§ What is expected:
Produce a copy of every line in the records that holds the string "calls".

Records shown section start

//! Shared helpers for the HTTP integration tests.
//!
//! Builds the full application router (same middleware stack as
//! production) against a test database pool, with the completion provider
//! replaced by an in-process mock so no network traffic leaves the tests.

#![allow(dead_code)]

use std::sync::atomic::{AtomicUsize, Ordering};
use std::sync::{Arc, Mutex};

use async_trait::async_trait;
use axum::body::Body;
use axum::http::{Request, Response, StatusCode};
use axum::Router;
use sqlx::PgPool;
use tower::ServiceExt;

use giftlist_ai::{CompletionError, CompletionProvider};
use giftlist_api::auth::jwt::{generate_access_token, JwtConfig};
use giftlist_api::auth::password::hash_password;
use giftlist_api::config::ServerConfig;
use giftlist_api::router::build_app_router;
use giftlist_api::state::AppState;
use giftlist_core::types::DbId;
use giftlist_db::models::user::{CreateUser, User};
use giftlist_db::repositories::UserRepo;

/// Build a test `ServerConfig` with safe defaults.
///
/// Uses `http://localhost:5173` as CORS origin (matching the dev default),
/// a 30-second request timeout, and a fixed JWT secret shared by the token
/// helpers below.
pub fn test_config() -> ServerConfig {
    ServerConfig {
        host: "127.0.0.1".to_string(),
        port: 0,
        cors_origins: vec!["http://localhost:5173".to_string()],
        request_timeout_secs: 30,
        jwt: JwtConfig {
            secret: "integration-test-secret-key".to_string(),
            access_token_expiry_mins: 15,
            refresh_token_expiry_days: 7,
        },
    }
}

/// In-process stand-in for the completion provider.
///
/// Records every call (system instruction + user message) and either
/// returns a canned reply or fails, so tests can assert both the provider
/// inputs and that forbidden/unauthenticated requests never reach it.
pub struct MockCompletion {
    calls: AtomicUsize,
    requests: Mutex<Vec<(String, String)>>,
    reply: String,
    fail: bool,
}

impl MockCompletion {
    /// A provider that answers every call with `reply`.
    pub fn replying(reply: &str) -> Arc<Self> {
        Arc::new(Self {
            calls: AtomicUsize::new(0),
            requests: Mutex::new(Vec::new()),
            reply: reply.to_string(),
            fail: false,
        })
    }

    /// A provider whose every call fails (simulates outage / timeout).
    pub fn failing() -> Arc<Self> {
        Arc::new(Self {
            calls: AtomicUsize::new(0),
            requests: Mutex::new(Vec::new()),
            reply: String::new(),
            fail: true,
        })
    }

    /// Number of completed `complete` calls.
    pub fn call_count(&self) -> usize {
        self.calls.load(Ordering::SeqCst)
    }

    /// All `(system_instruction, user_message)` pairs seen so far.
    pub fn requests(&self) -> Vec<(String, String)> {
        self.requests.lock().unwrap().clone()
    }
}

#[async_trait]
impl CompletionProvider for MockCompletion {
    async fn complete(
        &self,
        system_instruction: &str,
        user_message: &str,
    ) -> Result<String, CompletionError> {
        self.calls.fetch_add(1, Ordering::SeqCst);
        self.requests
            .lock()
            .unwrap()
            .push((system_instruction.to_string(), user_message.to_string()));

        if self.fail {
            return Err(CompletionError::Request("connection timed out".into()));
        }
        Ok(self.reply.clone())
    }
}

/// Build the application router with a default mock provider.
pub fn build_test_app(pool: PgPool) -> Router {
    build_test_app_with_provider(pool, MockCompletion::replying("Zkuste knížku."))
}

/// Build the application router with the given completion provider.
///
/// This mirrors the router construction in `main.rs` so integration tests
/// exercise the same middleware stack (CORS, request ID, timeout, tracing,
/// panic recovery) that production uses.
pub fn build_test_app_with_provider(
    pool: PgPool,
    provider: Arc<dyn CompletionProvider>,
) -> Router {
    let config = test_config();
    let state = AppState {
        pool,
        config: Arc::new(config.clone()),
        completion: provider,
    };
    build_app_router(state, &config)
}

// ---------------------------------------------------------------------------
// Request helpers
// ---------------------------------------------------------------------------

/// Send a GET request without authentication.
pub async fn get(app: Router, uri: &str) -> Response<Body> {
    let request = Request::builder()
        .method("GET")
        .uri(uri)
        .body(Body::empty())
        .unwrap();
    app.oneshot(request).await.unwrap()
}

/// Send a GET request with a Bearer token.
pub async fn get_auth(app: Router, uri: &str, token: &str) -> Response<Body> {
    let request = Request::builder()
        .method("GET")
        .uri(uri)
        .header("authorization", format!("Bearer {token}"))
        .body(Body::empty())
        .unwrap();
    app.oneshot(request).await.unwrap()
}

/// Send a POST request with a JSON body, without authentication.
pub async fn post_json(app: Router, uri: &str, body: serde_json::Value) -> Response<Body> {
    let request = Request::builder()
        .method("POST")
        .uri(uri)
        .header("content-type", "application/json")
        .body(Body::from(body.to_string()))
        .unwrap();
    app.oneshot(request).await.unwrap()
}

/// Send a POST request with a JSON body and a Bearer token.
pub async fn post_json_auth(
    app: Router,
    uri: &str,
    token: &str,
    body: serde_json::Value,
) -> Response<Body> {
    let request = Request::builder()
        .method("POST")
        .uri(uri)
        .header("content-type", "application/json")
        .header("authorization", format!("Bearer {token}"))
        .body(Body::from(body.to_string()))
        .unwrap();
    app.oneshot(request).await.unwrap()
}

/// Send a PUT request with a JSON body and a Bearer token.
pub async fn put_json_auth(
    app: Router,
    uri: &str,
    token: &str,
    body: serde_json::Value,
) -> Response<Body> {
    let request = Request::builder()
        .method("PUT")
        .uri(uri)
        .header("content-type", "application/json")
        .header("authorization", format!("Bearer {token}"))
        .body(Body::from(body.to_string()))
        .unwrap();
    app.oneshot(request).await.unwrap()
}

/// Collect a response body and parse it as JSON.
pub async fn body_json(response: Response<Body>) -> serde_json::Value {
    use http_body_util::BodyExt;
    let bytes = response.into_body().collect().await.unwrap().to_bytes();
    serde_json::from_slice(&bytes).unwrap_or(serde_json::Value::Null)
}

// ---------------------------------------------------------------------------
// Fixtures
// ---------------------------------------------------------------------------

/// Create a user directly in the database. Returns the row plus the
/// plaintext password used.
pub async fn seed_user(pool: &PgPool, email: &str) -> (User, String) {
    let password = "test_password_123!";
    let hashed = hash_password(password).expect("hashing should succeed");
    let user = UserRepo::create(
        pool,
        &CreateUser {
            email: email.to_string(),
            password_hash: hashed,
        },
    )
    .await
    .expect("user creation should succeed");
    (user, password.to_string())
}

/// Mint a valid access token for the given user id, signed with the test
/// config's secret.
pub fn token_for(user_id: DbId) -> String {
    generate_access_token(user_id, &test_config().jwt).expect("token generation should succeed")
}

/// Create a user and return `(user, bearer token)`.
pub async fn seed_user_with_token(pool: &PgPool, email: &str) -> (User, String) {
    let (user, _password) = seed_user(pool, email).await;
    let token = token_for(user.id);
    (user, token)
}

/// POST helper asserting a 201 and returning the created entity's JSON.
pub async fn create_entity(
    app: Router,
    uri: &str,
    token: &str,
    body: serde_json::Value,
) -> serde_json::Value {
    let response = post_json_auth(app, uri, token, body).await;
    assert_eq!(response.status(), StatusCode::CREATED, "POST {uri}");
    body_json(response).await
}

Records shown section end
Records shown section start

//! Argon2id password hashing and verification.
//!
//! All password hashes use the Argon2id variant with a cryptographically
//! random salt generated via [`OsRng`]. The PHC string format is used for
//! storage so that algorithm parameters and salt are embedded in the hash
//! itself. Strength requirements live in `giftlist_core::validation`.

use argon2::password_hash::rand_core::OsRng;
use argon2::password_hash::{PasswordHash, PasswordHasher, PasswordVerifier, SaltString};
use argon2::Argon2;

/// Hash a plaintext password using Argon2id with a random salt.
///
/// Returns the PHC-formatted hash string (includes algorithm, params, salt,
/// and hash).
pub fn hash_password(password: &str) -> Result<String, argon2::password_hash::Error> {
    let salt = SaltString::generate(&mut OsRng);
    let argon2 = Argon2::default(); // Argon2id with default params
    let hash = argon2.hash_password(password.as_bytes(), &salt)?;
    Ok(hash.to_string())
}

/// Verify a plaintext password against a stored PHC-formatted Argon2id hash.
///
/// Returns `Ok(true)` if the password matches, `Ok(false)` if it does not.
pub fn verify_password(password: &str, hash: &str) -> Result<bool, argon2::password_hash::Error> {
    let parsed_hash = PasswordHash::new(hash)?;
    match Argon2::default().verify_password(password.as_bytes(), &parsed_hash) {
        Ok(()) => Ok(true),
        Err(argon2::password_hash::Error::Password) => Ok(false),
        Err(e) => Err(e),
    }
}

Records shown section end
Records shown section start

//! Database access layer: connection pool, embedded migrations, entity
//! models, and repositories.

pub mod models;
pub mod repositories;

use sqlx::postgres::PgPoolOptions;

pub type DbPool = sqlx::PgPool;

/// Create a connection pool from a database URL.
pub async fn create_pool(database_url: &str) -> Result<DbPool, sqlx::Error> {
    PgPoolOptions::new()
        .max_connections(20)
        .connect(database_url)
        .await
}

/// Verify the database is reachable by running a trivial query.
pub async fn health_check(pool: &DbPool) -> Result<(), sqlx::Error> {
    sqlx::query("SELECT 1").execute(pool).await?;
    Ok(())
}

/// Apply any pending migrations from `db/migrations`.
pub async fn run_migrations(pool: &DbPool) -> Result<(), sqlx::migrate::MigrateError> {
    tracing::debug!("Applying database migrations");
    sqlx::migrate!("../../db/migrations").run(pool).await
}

Records shown section end

§ Solution:
    calls: AtomicUsize,
            calls: AtomicUsize::new(0),
            calls: AtomicUsize::new(0),
    /// Number of completed `complete` calls.
        self.calls.load(Ordering::SeqCst)
        self.calls.fetch_add(1, Ordering::SeqCst);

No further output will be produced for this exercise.